Although there has been at least one known case of a person surviving rabies without vaccination, it is considered a fatal disease that kills within seven days after the appearance of symptoms. The deadly virus kills over 55,000 people each year and is present on all continents except Antarctica.

According to the Mayo Clinic, rabies symptoms include the following:

  • Fever
  • Headache
  • Nausea
  • Vomiting
  • Agitation
  • Anxiety
  • Confusion
  • Hyperactivity
  • Difficulty swallowing
  • Excessive salivation
  • Fear of water (hydrophobia) because of the difficulty in swallowing
  • Hallucinations
  • Insomnia
  • Partial paralysis

Rabies Treatment

Rabies is preventable with a vaccine that can be administered either before or after the disease has been contracted. Those at high risk of encountering rabies, such as veterinarians and lab workers, are advised to receive the pre-exposure vaccine as a preventative measure. The post-exposure prophylaxis, or PEP treatment, is only effective before the onset of symptoms, so people believed to be exposed to a rabid animal should undergo treatment immediately.

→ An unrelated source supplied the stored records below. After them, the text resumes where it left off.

use crate::types::{ResultNode, join_path};

/// One line of a flattened result tree
#[derive(Debug, Clone, PartialEq)]
pub struct Row<'a> {
    /// Nesting level of the row; the first row is at depth 0
    pub depth: usize,
    /// Label of the row, including the names of collapsed directories
    pub display_path: String,
    /// Node the row stands for, after collapsing
    pub node: &'a ResultNode,
    /// Display paths of the rows this row is nested under, outermost first
    pub ancestors: Vec<String>,
}

/// Follow a chain of single-child directories starting at `node`.
///
/// Returns the joined names along the chain and the node the chain ends at:
/// the first node with zero or several children.
pub fn collapse(node: &ResultNode) -> (String, &ResultNode) {
    let mut label = node.name().to_string();
    let mut current = node;
    while let [only] = current.children() {
        current = only;
        label = join_path(&label, current.name());
    }
    (label, current)
}

/// Flatten a result tree into display rows, parents before children.
///
/// Directories with exactly one child never get a row of their own; their
/// names prefix the label of the row they collapse into. This applies to
/// `root` as well.
pub fn flatten(root: &ResultNode) -> Vec<Row<'_>> {
    let mut rows = Vec::new();
    let mut ancestors = Vec::new();
    walk(root, 0, &mut ancestors, &mut rows);
    rows
}

fn walk<'a>(
    node: &'a ResultNode,
    depth: usize,
    ancestors: &mut Vec<String>,
    rows: &mut Vec<Row<'a>>,
) {
    let (display_path, anchor) = collapse(node);
    rows.push(Row {
        depth,
        display_path: display_path.clone(),
        node: anchor,
        ancestors: ancestors.clone(),
    });

    // anchor is a file or branches into two or more children
    if anchor.children().is_empty() {
        return;
    }
    ancestors.push(display_path);
    for child in anchor.children() {
        walk(child, depth + 1, ancestors, rows);
    }
    ancestors.pop();
}

#[cfg(test)]
mod tests {
    use super::*;
    use crate::types::{DirectoryResult, FileReport, FileResult};

    fn file(name: &str, path: &str) -> ResultNode {
        FileResult::new(name, path, FileReport::default()).into()
    }

    fn dir(name: &str, path: &str, children: Vec<ResultNode>) -> ResultNode {
        DirectoryResult::from_children(name, path, children).into()
    }

    #[test]
    fn collapse_stops_at_files() {
        let node = file("foo.js", "foo.js");
        let (label, anchor) = collapse(&node);
        assert_eq!(label, "foo.js");
        assert_eq!(anchor, &node);
    }

    #[test]
    fn collapse_stops_at_empty_directory() {
        let node = dir("a", "a", vec![dir("b", "a/b", vec![])]);
        let (label, anchor) = collapse(&node);
        assert_eq!(label, "a/b");
        assert_eq!(anchor.path(), "a/b");
    }

    #[test]
    fn rows_carry_ancestor_labels() {
        let root = dir(
            "src",
            "src",
            vec![
                dir(
                    "lib",
                    "src/lib",
                    vec![file("a.js", "src/lib/a.js"), file("b.js", "src/lib/b.js")],
                ),
                file("c.js", "src/c.js"),
            ],
        );
        let rows = flatten(&root);
        let summary: Vec<(usize, &str)> = rows
            .iter()
            .map(|r| (r.depth, r.display_path.as_str()))
            .collect();
        assert_eq!(
            summary,
            vec![(0, "src"), (1, "lib"), (2, "a.js"), (2, "b.js"), (1, "c.js")]
        );
        assert_eq!(rows[2].ancestors, vec!["src", "lib"]);
        assert!(rows[0].ancestors.is_empty());
    }
}
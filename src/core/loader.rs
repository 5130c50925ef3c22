use std::path::Path;

use log::debug;

use crate::types::{Report, ReportError, ReportResult};

/// Read and decode a report file
pub async fn load_report(path: &Path) -> ReportResult<Report> {
    let json = tokio::fs::read_to_string(path)
        .await
        .map_err(|source| ReportError::Io {
            path: path.to_path_buf(),
            source,
        })?;
    let report = Report::from_json(&json)?;
    debug!(
        "Loaded report {}: {} files, {} mutants",
        path.display(),
        report.files.len(),
        report.total_mutants()
    );
    Ok(report)
}
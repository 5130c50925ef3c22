use mewt_report::run_main;

#[tokio::main]
async fn main() -> Result<(), Box<dyn std::error::Error>> {
    run_main().await?;
    Ok(())
}
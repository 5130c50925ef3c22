use std::fmt;

use serde::de::{MapAccess, Visitor};
use serde::ser::SerializeMap;
use serde::{Deserialize, Deserializer, Serialize, Serializer};

use crate::types::{MutantStatus, ReportError, ReportResult};

/// Position inside a source file, 1-based as written by the reporters
#[derive(Debug, Clone, Copy, PartialEq, Eq, Serialize, Deserialize)]
pub struct Position {
    pub line: u32,
    pub column: u32,
}

#[derive(Debug, Clone, Copy, PartialEq, Eq, Serialize, Deserialize)]
pub struct Location {
    pub start: Position,
    pub end: Position,
}

/// A single mutant record. Only `status` is interpreted; the rest is carried
/// through for drill-down views.
#[derive(Debug, Clone, PartialEq, Serialize, Deserialize)]
#[serde(rename_all = "camelCase")]
pub struct MutantOutcome {
    #[serde(default, skip_serializing_if = "Option::is_none")]
    pub id: Option<String>,
    #[serde(default, skip_serializing_if = "Option::is_none")]
    pub mutator_name: Option<String>,
    #[serde(default, skip_serializing_if = "Option::is_none")]
    pub replacement: Option<String>,
    #[serde(default, skip_serializing_if = "Option::is_none")]
    pub description: Option<String>,
    #[serde(default, skip_serializing_if = "Option::is_none")]
    pub location: Option<Location>,
    pub status: MutantStatus,
}

impl MutantOutcome {
    pub fn new(status: MutantStatus) -> Self {
        Self {
            id: None,
            mutator_name: None,
            replacement: None,
            description: None,
            location: None,
            status,
        }
    }
}

impl From<MutantStatus> for MutantOutcome {
    fn from(status: MutantStatus) -> Self {
        MutantOutcome::new(status)
    }
}

/// One mutated source file of a report
#[derive(Debug, Clone, PartialEq, Default, Serialize, Deserialize)]
pub struct FileReport {
    #[serde(default)]
    pub language: String,
    #[serde(default)]
    pub source: String,
    #[serde(default)]
    pub mutants: Vec<MutantOutcome>,
}

/// Score boundaries used to color the progress indicator
#[derive(Debug, Clone, Copy, PartialEq, Serialize, Deserialize)]
pub struct Thresholds {
    pub high: f64,
    pub low: f64,
}

impl Default for Thresholds {
    fn default() -> Self {
        Self {
            high: 80.0,
            low: 60.0,
        }
    }
}

impl Thresholds {
    pub fn validate(self) -> ReportResult<Self> {
        let in_range = |v: f64| (0.0..=100.0).contains(&v);
        if in_range(self.low) && in_range(self.high) && self.low <= self.high {
            Ok(self)
        } else {
            Err(ReportError::InvalidThresholds {
                low: self.low,
                high: self.high,
            })
        }
    }
}

/// A mutation testing report payload.
///
/// `files` keeps the order the files appear in the document; the result tree
/// lists children in that order.
#[derive(Debug, Clone, PartialEq, Default, Serialize, Deserialize)]
#[serde(rename_all = "camelCase")]
pub struct Report {
    #[serde(default, skip_serializing_if = "Option::is_none")]
    pub schema_version: Option<String>,
    #[serde(default, skip_serializing_if = "Option::is_none")]
    pub thresholds: Option<Thresholds>,
    #[serde(with = "ordered_files")]
    pub files: Vec<(String, FileReport)>,
}

impl Report {
    pub fn from_json(json: &str) -> ReportResult<Self> {
        let report: Report = serde_json::from_str(json)?;
        if let Some(thresholds) = report.thresholds {
            thresholds.validate()?;
        }
        Ok(report)
    }

    pub fn total_mutants(&self) -> usize {
        self.files.iter().map(|(_, file)| file.mutants.len()).sum()
    }
}

// JSON objects as ordered (key, value) lists
mod ordered_files {
    use super::*;

    pub fn serialize<S>(files: &[(String, FileReport)], serializer: S) -> Result<S::Ok, S::Error>
    where
        S: Serializer,
    {
        let mut map = serializer.serialize_map(Some(files.len()))?;
        for (path, file) in files {
            map.serialize_entry(path, file)?;
        }
        map.end()
    }

    pub fn deserialize<'de, D>(deserializer: D) -> Result<Vec<(String, FileReport)>, D::Error>
    where
        D: Deserializer<'de>,
    {
        deserializer.deserialize_map(FilesVisitor)
    }

    struct FilesVisitor;

    impl<'de> Visitor<'de> for FilesVisitor {
        type Value = Vec<(String, FileReport)>;

        fn expecting(&self, formatter: &mut fmt::Formatter) -> fmt::Result {
            formatter.write_str("a map of file paths to file results")
        }

        fn visit_map<A>(self, mut access: A) -> Result<Self::Value, A::Error>
        where
            A: MapAccess<'de>,
        {
            let mut files = Vec::with_capacity(access.size_hint().unwrap_or(0));
            while let Some((path, file)) = access.next_entry::<String, FileReport>()? {
                files.push((path, file));
            }
            Ok(files)
        }
    }
}
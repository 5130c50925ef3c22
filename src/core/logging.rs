use std::str::FromStr;

use console::style;
use log::{Level, LevelFilter};

use crate::types::config::{colors_enabled, config};

/// Route the `log` facade to the terminal. Info lines are user-facing output:
/// they are printed bare on stdout. Other levels get a (colored) level prefix
/// and go to stderr so they never interleave with JSON output.
pub fn init_logging() {
    let level = LevelFilter::from_str(config().log().level()).unwrap_or(LevelFilter::Info);
    let colors = colors_enabled();
    console::set_colors_enabled(colors);

    let result = dispatch(level, colors, std::io::stdout(), std::io::stderr()).apply();

    // A logger may already be installed when running under a test harness
    if result.is_err() {
        log::debug!("Logger already initialized");
    }
}

fn dispatch(
    level: LevelFilter,
    colors: bool,
    output: impl Into<fern::Output>,
    diagnostics: impl Into<fern::Output>,
) -> fern::Dispatch {
    fern::Dispatch::new()
        .format(move |out, message, record| {
            if record.level() == Level::Info {
                return out.finish(format_args!("{message}"));
            }
            let label = record.level().to_string();
            let label = if colors {
                match record.level() {
                    Level::Error => style(label).red().bold().to_string(),
                    Level::Warn => style(label).yellow().bold().to_string(),
                    _ => style(label).dim().to_string(),
                }
            } else {
                label
            };
            out.finish(format_args!("[{label}] {message}"))
        })
        .level(level)
        .chain(
            fern::Dispatch::new()
                .filter(|metadata| metadata.level() == Level::Info)
                .chain(output),
        )
        .chain(
            fern::Dispatch::new()
                .filter(|metadata| metadata.level() != Level::Info)
                .chain(diagnostics),
        )
}
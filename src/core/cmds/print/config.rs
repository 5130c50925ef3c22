use log::info;

use crate::types::{AppResult, Thresholds};
use crate::types::config::config;

pub async fn execute(format: String) -> AppResult<()> {
    let effective_config = config().to_effective();

    if format == "json" {
        println!("{}", serde_json::to_string_pretty(&effective_config)?);
    } else {
        // Table format
        info!("Effective Configuration:");
        info!("");
        info!("Global:");
        match &effective_config.ignore {
            Some(ignore) if !ignore.is_empty() => info!("  ignore: [{}]", ignore.join(", ")),
            _ => info!("  ignore: []"),
        }

        info!("");
        info!("Log:");
        if let Some(log) = &effective_config.log {
            info!("  level: {}", log.level());
            match log.color {
                Some(true) => info!("  color: on"),
                Some(false) => info!("  color: off"),
                None => info!("  color: auto"),
            }
        }

        info!("");
        info!("Thresholds:");
        if let Some(thresholds) = &effective_config.thresholds {
            let defaults = Thresholds::default();
            let show = |value: Option<f64>, default: f64| match value {
                Some(v) => v.to_string(),
                None => format!("(from report, else {default})"),
            };
            info!("  high: {}", show(thresholds.high, defaults.high));
            info!("  low: {}", show(thresholds.low, defaults.low));
        }
    }

    Ok(())
}
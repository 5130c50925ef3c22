use log::info;
use serde::Serialize;

use crate::core::cli::RowsArgs;
use crate::core::cmds::build_report_tree;
use crate::core::flatten::{Row, flatten};
use crate::core::loader::load_report;
use crate::types::{AppResult, NodeKind, Totals};

#[derive(Serialize)]
#[serde(rename_all = "camelCase")]
struct JsonRow<'a> {
    depth: usize,
    display_path: &'a str,
    path: &'a str,
    kind: NodeKind,
    ancestors: &'a [String],
    totals: &'a Totals,
}

#[derive(Serialize)]
struct JsonRows<'a> {
    rows: Vec<JsonRow<'a>>,
}

pub async fn execute_rows(args: RowsArgs) -> AppResult<()> {
    let report = load_report(&args.report).await?;
    let root = build_report_tree(&report);
    let rows = flatten(&root);

    match args.format.as_str() {
        "json" => {
            let json_rows = JsonRows {
                rows: rows
                    .iter()
                    .map(|row| JsonRow {
                        depth: row.depth,
                        display_path: &row.display_path,
                        path: row.node.path(),
                        kind: row.node.kind(),
                        ancestors: &row.ancestors,
                        totals: row.node.totals(),
                    })
                    .collect(),
            };
            println!("{}", serde_json::to_string_pretty(&json_rows)?);
        }
        _ => {
            for line in render_rows(&rows) {
                info!("{line}");
            }
        }
    }

    Ok(())
}

/// Indented outline of flattened rows with score and mutant count
pub fn render_rows(rows: &[Row<'_>]) -> Vec<String> {
    let width = rows
        .iter()
        .map(|row| row.depth * 2 + row.display_path.chars().count())
        .max()
        .unwrap_or(0);
    rows.iter()
        .map(|row| {
            let label = format!("{}{}", "  ".repeat(row.depth), row.display_path);
            let totals = row.node.totals();
            format!(
                "{label:<width$}  {:>6}  ({} mutants)",
                totals.mutation_score().to_string(),
                totals.total_mutants()
            )
        })
        .collect()
}

#[cfg(test)]
mod tests {
    use super::*;
    use crate::types::{DirectoryResult, FileReport, FileResult, ResultNode};

    #[test]
    fn indents_by_depth() {
        let root: ResultNode = DirectoryResult::from_children(
            "src",
            "src",
            vec![
                FileResult::new("a.js", "src/a.js", FileReport::default()).into(),
                DirectoryResult::from_children(
                    "lib",
                    "src/lib",
                    vec![FileResult::new("b.js", "src/lib/b.js", FileReport::default()).into()],
                )
                .into(),
            ],
        )
        .into();
        let lines = render_rows(&flatten(&root));
        assert_eq!(lines.len(), 3);
        assert!(lines[0].starts_with("src "));
        assert!(lines[1].starts_with("  a.js "));
        assert!(lines[2].starts_with("  lib/b.js "));
        assert!(lines[2].ends_with("N/A  (0 mutants)"));
    }
}
use serde::Serialize;

use crate::types::{FileReport, MutantOutcome, Totals};

/// Separator between path segments of node paths and display labels
pub const PATH_SEPARATOR: char = '/';

/// Join two path segments, treating an empty prefix as the root
pub fn join_path(prefix: &str, name: &str) -> String {
    if prefix.is_empty() {
        name.to_string()
    } else {
        format!("{prefix}{PATH_SEPARATOR}{name}")
    }
}

/// A mutated source file and the outcomes of its mutants
#[derive(Debug, Clone, PartialEq, Serialize)]
pub struct FileResult {
    name: String,
    path: String,
    language: String,
    #[serde(skip)]
    source: String,
    mutants: Vec<MutantOutcome>,
    totals: Totals,
}

impl FileResult {
    pub fn new(name: impl Into<String>, path: impl Into<String>, file: FileReport) -> Self {
        let totals = Totals::aggregate(&file.mutants);
        Self {
            name: name.into(),
            path: path.into(),
            language: file.language,
            source: file.source,
            mutants: file.mutants,
            totals,
        }
    }

    pub fn name(&self) -> &str {
        &self.name
    }

    pub fn path(&self) -> &str {
        &self.path
    }

    pub fn language(&self) -> &str {
        &self.language
    }

    pub fn source(&self) -> &str {
        &self.source
    }

    pub fn mutants(&self) -> &[MutantOutcome] {
        &self.mutants
    }

    pub fn totals(&self) -> &Totals {
        &self.totals
    }
}

/// A directory and its ordered children.
///
/// `totals` is taken as given: the caller aggregates it from every
/// descendant file. [`DirectoryResult::from_children`] does that for callers
/// that have no precomputed value.
#[derive(Debug, Clone, PartialEq, Serialize)]
pub struct DirectoryResult {
    name: String,
    path: String,
    totals: Totals,
    children: Vec<ResultNode>,
}

impl DirectoryResult {
    pub fn new(
        name: impl Into<String>,
        path: impl Into<String>,
        totals: Totals,
        children: Vec<ResultNode>,
    ) -> Self {
        Self {
            name: name.into(),
            path: path.into(),
            totals,
            children,
        }
    }

    pub fn from_children(
        name: impl Into<String>,
        path: impl Into<String>,
        children: Vec<ResultNode>,
    ) -> Self {
        let mut outcomes = Vec::new();
        for child in &children {
            child.collect_outcomes(&mut outcomes);
        }
        let totals = Totals::aggregate(outcomes);
        Self::new(name, path, totals, children)
    }

    pub fn name(&self) -> &str {
        &self.name
    }

    pub fn path(&self) -> &str {
        &self.path
    }

    pub fn totals(&self) -> &Totals {
        &self.totals
    }

    pub fn children(&self) -> &[ResultNode] {
        &self.children
    }
}

#[derive(Debug, Clone, Copy, PartialEq, Eq, Serialize)]
#[serde(rename_all = "lowercase")]
pub enum NodeKind {
    File,
    Directory,
}

/// Either kind of node in a result tree
#[derive(Debug, Clone, PartialEq, Serialize)]
#[serde(tag = "kind", rename_all = "lowercase")]
pub enum ResultNode {
    File(FileResult),
    Directory(DirectoryResult),
}

impl ResultNode {
    pub fn name(&self) -> &str {
        match self {
            ResultNode::File(file) => file.name(),
            ResultNode::Directory(dir) => dir.name(),
        }
    }

    pub fn path(&self) -> &str {
        match self {
            ResultNode::File(file) => file.path(),
            ResultNode::Directory(dir) => dir.path(),
        }
    }

    pub fn totals(&self) -> &Totals {
        match self {
            ResultNode::File(file) => file.totals(),
            ResultNode::Directory(dir) => dir.totals(),
        }
    }

    /// Children in report order; always empty for files
    pub fn children(&self) -> &[ResultNode] {
        match self {
            ResultNode::File(_) => &[],
            ResultNode::Directory(dir) => dir.children(),
        }
    }

    pub fn kind(&self) -> NodeKind {
        match self {
            ResultNode::File(_) => NodeKind::File,
            ResultNode::Directory(_) => NodeKind::Directory,
        }
    }

    pub fn is_file(&self) -> bool {
        self.kind() == NodeKind::File
    }

    /// Every outcome of every descendant file, in document order
    pub fn outcomes(&self) -> Vec<&MutantOutcome> {
        let mut outcomes = Vec::new();
        self.collect_outcomes(&mut outcomes);
        outcomes
    }

    fn collect_outcomes<'a>(&'a self, outcomes: &mut Vec<&'a MutantOutcome>) {
        match self {
            ResultNode::File(file) => outcomes.extend(file.mutants()),
            ResultNode::Directory(dir) => {
                for child in dir.children() {
                    child.collect_outcomes(outcomes);
                }
            }
        }
    }

    /// Node at `path` in this subtree. An empty path, or this node's own
    /// path, returns this node.
    pub fn find(&self, path: &str) -> Option<&ResultNode> {
        let path = path.trim_matches(PATH_SEPARATOR);
        if path.is_empty() || path == self.path() {
            return Some(self);
        }
        self.children().iter().find_map(|child| {
            let child_path = child.path();
            let is_prefix = path
                .strip_prefix(child_path)
                .is_some_and(|rest| rest.is_empty() || rest.starts_with(PATH_SEPARATOR));
            if is_prefix { child.find(path) } else { None }
        })
    }
}

impl From<FileResult> for ResultNode {
    fn from(file: FileResult) -> Self {
        ResultNode::File(file)
    }
}

impl From<DirectoryResult> for ResultNode {
    fn from(dir: DirectoryResult) -> Self {
        ResultNode::Directory(dir)
    }
}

The Health District recommends PEP vaccinating prior to receiving test results in cases in which an animal has shown obvious signs of being rabid. Treatment can be discontinued if the animal is found to be negative for rabies. The Kitsap Public Health District is available for consultation and to help facilitate testing animals for rabies at the Washington State Public Health Laboratories if needed.

Call 360-337-5235 with questions or to report suspected exposure.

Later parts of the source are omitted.